Software architecture is

  • “the important stuff (whatever that is)” – Ralph Johnson
  • finding internal *abiities
  • managing conflicting *abilities and determining which is most important

Agility is

  • ability to move quickly and easily – Oxford dictionary

Evolution of architectural styles

  • Monolith – not scalable, single point of failure
  • Layered – defacto standard for JEE apps
  • SOA – natively scalable, but cn turn into monolith
  • Microservices – now need orchestration
  • Severless – abstract more

Beware of

  • Dependency hell/service dependencies
  • Distributed transactions

General

  • Minimize coupling
  • Couple fro highly changing to infrequently changing
  • Ask users for feedback. Don’t overarchitect
  • Feature flags. Make safe to fail
  • Eat an elephant one bite at a time. Design that way too

Decide up front – programming languages and frameworks. These are difficult to change.

My take: Good session. My notes are “less good” because I was eating lunch during the design principles. So listening, but not blogging! 

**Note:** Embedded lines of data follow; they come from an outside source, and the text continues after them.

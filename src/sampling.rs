//! Cumulative-weight categorical sampling.

use rand::Rng;

#[derive(Debug, Clone)]
pub struct WeightedChoice<T> {
    entries: Vec<(T, f64)>,
}

impl<T> WeightedChoice<T> {
    /// Build from `(value, weight)` pairs. Weights are expected to sum to 1.0;
    /// draws beyond the last cumulative weight fall back to the final entry.
    ///
    /// Returns `None` for an empty list or any negative/non-finite weight.
    pub fn new(entries: Vec<(T, f64)>) -> Option<Self> {
        if entries.is_empty() || entries.iter().any(|(_, w)| !w.is_finite() || *w < 0.0) {
            return None;
        }
        Some(WeightedChoice { entries })
    }

    /// First value whose cumulative weight meets or exceeds `draw`.
    pub fn pick(&self, draw: f64) -> &T {
        let mut cumulative = 0.0;
        for (value, weight) in &self.entries {
            cumulative += weight;
            if draw <= cumulative {
                return value;
            }
        }
        // rounding slack when the weights sum to just under 1.0
        &self.entries[self.entries.len() - 1].0
    }

    pub fn sample<R: Rng + ?Sized>(&self, rng: &mut R) -> &T {
        self.pick(rng.random::<f64>())
    }
}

[2018 oracle code one] hands on lab JNoSQL

Hands on Lab: Eclipse JNoSQL: One API to Many NoSQL Databases

Instructors: Leonardo Lima, Otavio Santana, Senior Software Engineer, Hillmer ChonaPatricia Uribe & Jonathan Vila Lopez

For more blog posts, see The Oracle Code One table of contents


Lab URL: https://github.com/JNOSQL/oc1-hands-on-2018

Overview of NoSQL

  • No fixed data structure
  • not ACID
  • BASE -Basically Available, Soft State, Eventual consistency
  • Five types
    • key/value – Redis, Hazelcast, Couchbase
    • column family – Hbase, Cassandra
    • document – Couchbase, MongoDB, Riak
    • graph – Neo4J
    • multi-model – OrientDB, Couchbase
  • From most scalable/least complex to least scalable/most complex – Key/value, column family, document, graph

JNoSQL

  • First Jakarta EE specification
  • Mapping API – Artemis
    • Heavily based on annotation
    • “Query by” methods
    • Inject DocumentTemplate – has CRUD methods
  • Communication API – Diana
  • Trying to replicate JDBC/JPA for NoSQL
  • Traditionally, use different API for each NoSQL type
    • BaseDocument
    • Document
    • JsonObject
    • ODocument
  • DocumentEntity/Document – for all the types
  • Working on for 2 years
  • Almost up to 1.0 version
  • Configuration is one json file

My take: I like that they brought/shared their own wifi. Good overview at the beginning. I think I missed the point of the instructions at first. It felt too freeform. But then it made sense once they started explaining the code. So either it assumed knowledge or I thought we were doing something else. (I did get it to work; I just thought we were supposed to be doing something else.) Also, there was an instructor for each 1-2 attendees. Every time I went to do something (email, Slack, pull request), someone asked me if I needed help. I was waiting for Maven/Docker, not being idle! Also, not their fault, but the improvised lab room had sun blocking the screen. Overall, I enjoyed the lab. The second exercise clicked because I understood what we were doing!